Look through the listing below, and wherever a line has the string "source", copy it.
____
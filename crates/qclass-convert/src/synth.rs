//! Program synthesis for conversion requests.
//!
//! A request is turned into a self-contained Python program made of four
//! sections, joined with `\n`:
//!
//! 1. the user's expression (matrix literals are bound to their value name)
//! 2. imports of the conversion service and `array_to_latex`
//! 3. the conversion call (omitted for identity requests)
//! 4. rendering statements for the target representation
//!
//! Synthesis is pure: the same request and program path always produce the
//! same text.

use std::path::Path;

use crate::input::{ConversionRequest, InputDescriptor};
use crate::representation::Representation;
use crate::sandbox::image_path;

/// Import line for the conversion service.
pub const CONVERTER_IMPORT: &str = "from qiskit_class_converter import ConversionService";

/// Import line for LaTeX rendering of arrays.
pub const ARRAY_TO_LATEX_IMPORT: &str = "from qiskit.visualization import array_to_latex";

/// Conversion option attached when the target is a circuit.
const CIRCUIT_TARGET_OPTION: &str = "{'label': 'unitary gate'}";

/// Conversion option attached for every other target.
const DEFAULT_OPTION: &str = "{'print': 'raw'}";

/// Generate the program for `request`, to be executed from `program_path`.
pub fn synthesize(request: &ConversionRequest, program_path: &Path) -> String {
    let sections = [
        expression_code(request),
        CONVERTER_IMPORT.to_string(),
        ARRAY_TO_LATEX_IMPORT.to_string(),
        conversion_code(request),
        visualization_code(request, program_path),
    ];

    sections
        .into_iter()
        .filter(|section| !section.is_empty())
        .collect::<Vec<_>>()
        .join("\n")
}

/// The user's expression as it appears in the program.
pub fn expression_code(request: &ConversionRequest) -> String {
    match request.input() {
        InputDescriptor::Circuit { .. } => request.expression().to_string(),
        InputDescriptor::Matrix { value_name, .. } => {
            format!("{value_name} = {}", request.expression())
        }
        // Bra-ket text is not Python; it is passed to the converter as a literal.
        InputDescriptor::Dirac => String::new(),
    }
}

/// Conversion-service construction and invocation. Empty for identity requests.
pub fn conversion_code(request: &ConversionRequest) -> String {
    if request.is_identity() {
        return String::new();
    }

    let option = if request.target() == Representation::Circuit {
        CIRCUIT_TARGET_OPTION
    } else {
        DEFAULT_OPTION
    };

    let mut lines = vec![format!(
        "converter = ConversionService(conversion_type='{}', option={option})",
        request.source().conversion_type(request.target())
    )];

    match request.input() {
        InputDescriptor::Circuit { value_name } => {
            lines.push(format!(
                "result = converter.convert(input_value={value_name})"
            ));
        }
        InputDescriptor::Matrix {
            value_name,
            num_qubits,
            measure,
        } => {
            lines.push("from qiskit import QuantumCircuit".to_string());
            lines.push(format!(
                "result = converter.convert(input_value={value_name})"
            ));
            lines.push(format!("quantum_circuit = QuantumCircuit({num_qubits})"));
            lines.push(
                "quantum_circuit.append(result, list(range(result.num_qubits)))".to_string(),
            );
            if *measure {
                lines.push("quantum_circuit.measure_all()".to_string());
            }
        }
        InputDescriptor::Dirac => {
            lines.push(format!(
                "result = converter.convert(input_value={})",
                quote_python(request.expression().trim(), '\'')
            ));
        }
    }

    lines.join("\n")
}

/// Statements that render the result (or, for identity requests, the input).
pub fn visualization_code(request: &ConversionRequest, program_path: &Path) -> String {
    let image = quote_python(&image_path(program_path).to_string_lossy(), '"');

    if request.is_identity() {
        return match request.input() {
            InputDescriptor::Circuit { value_name } => {
                format!(r#"{value_name}.draw(output="mpl").savefig({image}, bbox_inches="tight")"#)
            }
            InputDescriptor::Matrix { value_name, .. } => {
                format!("print(array_to_latex({value_name}, source=True))")
            }
            InputDescriptor::Dirac => {
                format!("print({})", quote_python(request.expression().trim(), '\''))
            }
        };
    }

    match request.target() {
        Representation::Matrix => {
            let mut lines = vec![
                "for gate, name in zip(reversed(result['gate']), reversed(result['name'])):",
                "\totimes=' \\\\otimes '",
                concat!(
                    "\t",
                    r"print('\stackrel{' + otimes.join(name[1]) +'}' + f'{{{gate}}}')"
                ),
            ];
            if request.show_result() {
                lines.push(r#"print(f"= \stackrel{{result}}{{{result['result']}}}")"#);
            }
            lines.join("\n")
        }
        Representation::Circuit => {
            format!(r#"quantum_circuit.draw(output="mpl").savefig({image}, bbox_inches="tight")"#)
        }
        Representation::Dirac => "print(result)".to_string(),
        Representation::None => String::new(),
    }
}

/// Quote `text` as a single-line Python string literal.
pub fn quote_python(text: &str, quote: char) -> String {
    let mut out = String::with_capacity(text.len() + 2);
    out.push(quote);
    for c in text.chars() {
        match c {
            '\\' => out.push_str("\\\\"),
            '\n' => out.push_str("\\n"),
            '\r' => out.push_str("\\r"),
            '\t' => out.push_str("\\t"),
            c if c == quote => {
                out.push('\\');
                out.push(c);
            }
            c => out.push(c),
        }
    }
    out.push(quote);
    out
}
____
→ **RESPONSE TO THIS EXERCISE**:
        request.source().conversion_type(request.target())
                format!("print(array_to_latex({value_name}, source=True))")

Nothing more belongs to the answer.